In 2011, eleven percent of school-age children had been diagnosed with ADHD That's a sixteen percent more than in 2007 and 53 percent more than a decade ago, according to a New York Times analysis of new data from the Center for Disease Control.
This comes out to a grand total 6.4 million children in the US, up to 4 million of whom have prescriptions for Adderall, Ritalin, or other medication, a class of drugs that brings in an estimated $9 billion in sales annually. The Times found that boys, particularly teenage boys ages 14-17, have the highest rates of diagnosis, though no one knows why:
The director of the CDC told the New York Times that "The right medications for A.D.H.D., given to the right people, can make a huge difference. Unfortunately, misuse appears to be growing at an alarming rate." The CDC estimates that we spend $31.6 billion annually in health care and work absence costs for children and adults with ADHD and their families.
Clearly, more and more kids are being diagnosed with ADHD. What the new study doesn't tell us is whether more and more kids actually have it. Another recent CDC study, that both surveyed parents and screened children, suggested doctors are over-diagnosing ADHD in some kids while overlooking the condition in others.
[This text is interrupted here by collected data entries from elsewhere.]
//! Output formatting utilities

use clap::ValueEnum;
use colored::Colorize;
use serde::Serialize;
use tabled::{settings::Style, Table, Tabled};

/// Output format for CLI commands
#[derive(Debug, Clone, Copy, Default, ValueEnum)]
pub enum OutputFormat {
    /// Table format (default)
    #[default]
    Table,
    /// JSON format
    Json,
}

/// One labelled value in a two-column table
#[derive(Tabled)]
pub struct FieldRow {
    #[tabled(rename = "Field")]
    pub field: String,
    #[tabled(rename = "Value")]
    pub value: String,
}

impl FieldRow {
    pub fn new(field: &str, value: impl Into<String>) -> Self {
        Self {
            field: field.to_string(),
            value: value.into(),
        }
    }
}

/// Print `value` as pretty JSON
pub fn print_json<T: Serialize>(value: &T) -> anyhow::Result<()> {
    println!("{}", serde_json::to_string_pretty(value)?);
    Ok(())
}

/// Print rows as a rounded table
pub fn print_rows<T: Tabled>(rows: Vec<T>) {
    println!("{}", Table::new(rows).with(Style::rounded()));
}

/// Print a success message
pub fn print_success(message: &str) {
    println!("{} {}", "✓".green().bold(), message);
}

/// Print an error message
pub fn print_error(message: &str) {
    eprintln!("{} {}", "✗".red().bold(), message);
}

/// Print a warning message
pub fn print_warning(message: &str) {
    println!("{} {}", "⚠".yellow().bold(), message);
}

/// Print an info message
pub fn print_info(message: &str) {
    println!("{} {}", "ℹ".blue().bold(), message);
}

/// Format confidence as percentage
pub fn format_confidence(confidence: f64) -> String {
    format!("{:.1}%", confidence * 100.0)
}

/// Color status based on value
pub fn color_status(status: &str) -> String {
    match status.to_lowercase().as_str() {
        "healthy" | "ready" => status.green().to_string(),
        "degraded" => status.yellow().to_string(),
        "unhealthy" | "not ready" => status.red().to_string(),
        _ => status.to_string(),
    }
}

/// Color confidence by alert band: red below 50%, yellow below 80%
pub fn color_confidence(confidence: f64) -> String {
    let formatted = format_confidence(confidence);
    if confidence >= 0.8 {
        formatted.green().to_string()
    } else if confidence >= 0.5 {
        formatted.yellow().to_string()
    } else {
        formatted.red().to_string()
    }
}

/// Render a yes/no flag, highlighting `yes`
pub fn format_flag(flag: bool) -> String {
    if flag {
        "yes".red().bold().to_string()
    } else {
        "no".to_string()
    }
}
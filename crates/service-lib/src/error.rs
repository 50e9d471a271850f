//! Error taxonomy for the classification service
//!
//! Errors on the mandatory path (inference, metrics recording) fail the
//! request. Alert log failures are recovered inside the service and only
//! surface in logs and metrics.

use thiserror::Error;

/// Result alias used throughout the library
pub type Result<T> = std::result::Result<T, ServiceError>;

#[derive(Debug, Error)]
pub enum ServiceError {
    /// The model collaborator failed or produced unusable output
    #[error("inference failed: {0}")]
    Inference(String),

    /// The metrics log could not be written
    #[error("failed to persist prediction event: {0}")]
    Persistence(String),

    /// The metrics log could not be read back or is corrupt
    #[error("metrics log is unreadable or corrupt: {0}")]
    DataIntegrity(String),

    /// The alert log could not be written
    #[error("failed to write alert log: {0}")]
    AlertLog(String),

    /// A value failed validation before reaching storage
    #[error("validation error: {0}")]
    Validation(String),
}

impl ServiceError {
    pub fn inference(msg: impl Into<String>) -> Self {
        Self::Inference(msg.into())
    }

    pub fn persistence(msg: impl Into<String>) -> Self {
        Self::Persistence(msg.into())
    }

    pub fn data_integrity(msg: impl Into<String>) -> Self {
        Self::DataIntegrity(msg.into())
    }

    pub fn validation(msg: impl Into<String>) -> Self {
        Self::Validation(msg.into())
    }
}
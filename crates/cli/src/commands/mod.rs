//! CLI command implementations

pub mod classify;
pub mod monitoring;
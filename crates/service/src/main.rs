//! Classifier service - text classification API with confidence monitoring
//!
//! Loads the model once, then serves predictions while logging every one
//! to the metrics log and raising alerts on low confidence.

use std::sync::Arc;

use anyhow::{Context, Result};
use service_lib::{
    alerting::{AlertLog, AlertPolicy},
    api::{self, AppState},
    health::{components, HealthRegistry},
    inference::{InferenceGateway, OnnxClassifier},
    metrics_store::CsvMetricsStore,
    observability::StructuredLogger,
    service::ClassificationService,
};
use tracing::info;
use tracing_subscriber::{fmt, prelude::*, EnvFilter};

mod config;

use config::{LogFormat, ServiceConfig};

const SERVICE_VERSION: &str = env!("CARGO_PKG_VERSION");

fn init_tracing(format: LogFormat) {
    let filter = EnvFilter::try_from_default_env().unwrap_or_else(|_| EnvFilter::new("info"));
    let registry = tracing_subscriber::registry().with(filter);

    match format {
        LogFormat::Json => registry.with(fmt::layer().json()).init(),
        LogFormat::Pretty => registry.with(fmt::layer().pretty()).init(),
    }
}

async fn shutdown_signal(logger: StructuredLogger) {
    if let Err(e) = tokio::signal::ctrl_c().await {
        tracing::error!(error = %e, "Failed to listen for shutdown signal");
        return;
    }
    logger.log_shutdown("SIGINT received");
}

#[tokio::main]
async fn main() -> Result<()> {
    let config = ServiceConfig::load()?;
    init_tracing(config.log_format);

    info!(
        model_dir = %config.model_dir.display(),
        monitor_dir = %config.monitor_dir.display(),
        "Starting classifier-service"
    );

    let policy = AlertPolicy::new(config.low_confidence_threshold, config.retrain_threshold)
        .context("Invalid alert thresholds")?;
    info!(
        low_confidence_threshold = policy.low_confidence_threshold(),
        retrain_threshold = policy.retrain_threshold(),
        "Alert policy configured"
    );

    // Initialize health registry
    let health_registry = HealthRegistry::new();
    health_registry.register(components::METRICS_STORE).await;
    health_registry.register(components::ALERT_LOG).await;

    let classifier = OnnxClassifier::load(&config.model_dir, config.model_sha256.as_deref())
        .with_context(|| format!("Failed to load model from {}", config.model_dir.display()))?;
    health_registry.register(components::MODEL).await;

    let gateway = InferenceGateway::new(Arc::new(classifier));
    let store = CsvMetricsStore::new(config.metrics_path(), policy.low_confidence_threshold());
    let alert_log = AlertLog::new(config.alerts_path());

    let logger = StructuredLogger::new(config.bind_addr());
    logger.log_startup(SERVICE_VERSION, gateway.model_version());

    let service = ClassificationService::new(
        gateway,
        Arc::new(store),
        policy,
        alert_log,
        health_registry.clone(),
    )
    .with_logger(logger.clone());

    let app_state = Arc::new(AppState::new(service));

    // Mark service as ready after initialization
    health_registry.set_ready(true).await;

    api::serve(&config.bind_addr(), app_state, shutdown_signal(logger)).await?;
    info!("Shut down");

    Ok(())
}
The survey, which focused on South Carolina and Oklahoma, found that of children taking ADHD medication, only 40 percent in South Carolina and 28 percent in Oklahoma actually met the diagnostic criteria for ADHD.
In other words, the current system for diagnosing kids with ADHD is probably not working very well. Meanwhile, as another recent story in the Times demonstrated, concerns over the potential side effects of ADHD medications—which can include addiction and anxiety—are mounting.